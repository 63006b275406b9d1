use core::num::NonZero;

#[cfg(test)]
type RawIndex = u16;
#[cfg(not(test))]
type RawIndex = u32;

/// A stable index into the node [`Arena`](super::arena::Arena).
///
/// Stored shifted by one so that `NonZero`'s niche keeps `Handle` the size of
/// its raw integer. Handles never escape the crate; the tree is the only code
/// that mints or dereferences them.
#[derive(Clone, Copy, Debug, Eq, PartialEq)]
#[repr(transparent)]
pub(crate) struct Handle(NonZero<RawIndex>);

impl Handle {
    pub(crate) const MAX: usize = (RawIndex::MAX - 1) as usize;

    #[inline]
    #[allow(clippy::cast_possible_truncation)]
    pub(crate) const fn from_index(index: usize) -> Self {
        assert!(index <= Self::MAX, "`Handle::from_index()` - `index` > `Handle::MAX`!");
        // `index + 1` is nonzero and cannot overflow after the bound check.
        match NonZero::new((index + 1) as RawIndex) {
            Some(raw) => Self(raw),
            None => unreachable!(),
        }
    }

    #[inline]
    pub(crate) const fn to_index(self) -> usize {
        (self.0.get() - 1) as usize
    }
}

#[cfg(test)]
#[cfg_attr(coverage_nightly, coverage(off))]
mod tests {
    use super::*;
    use proptest::prelude::*;
    use static_assertions::assert_eq_size;

    // The whole point of the NonZero shift: no space wasted on `Option`.
    assert_eq_size!(Handle, Option<Handle>);
    assert_eq_size!(Handle, RawIndex);

    #[test]
    #[should_panic(expected = "`Handle::from_index()` - `index` > `Handle::MAX`!")]
    fn out_of_range_index() {
        let _ = Handle::from_index(Handle::MAX + 1);
    }

    proptest! {
        #[test]
        fn index_round_trip(index in 0..=Handle::MAX) {
            prop_assert_eq!(Handle::from_index(index).to_index(), index);
        }
    }
}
_____
Exercise prompt: Only the lines from the beginning of the material to the line containing "or dereferences them." should be echoed, verbatim and in full.

Exercise result:
repository 63006b275406b9d1
use core::num::NonZero;

#[cfg(test)]
type RawIndex = u16;
#[cfg(not(test))]
type RawIndex = u32;

/// A stable index into the node [`Arena`](super::arena::Arena).
///
/// Stored shifted by one so that `NonZero`'s niche keeps `Handle` the size of
/// its raw integer. Handles never escape the crate; the tree is the only code
/// that mints or dereferences them.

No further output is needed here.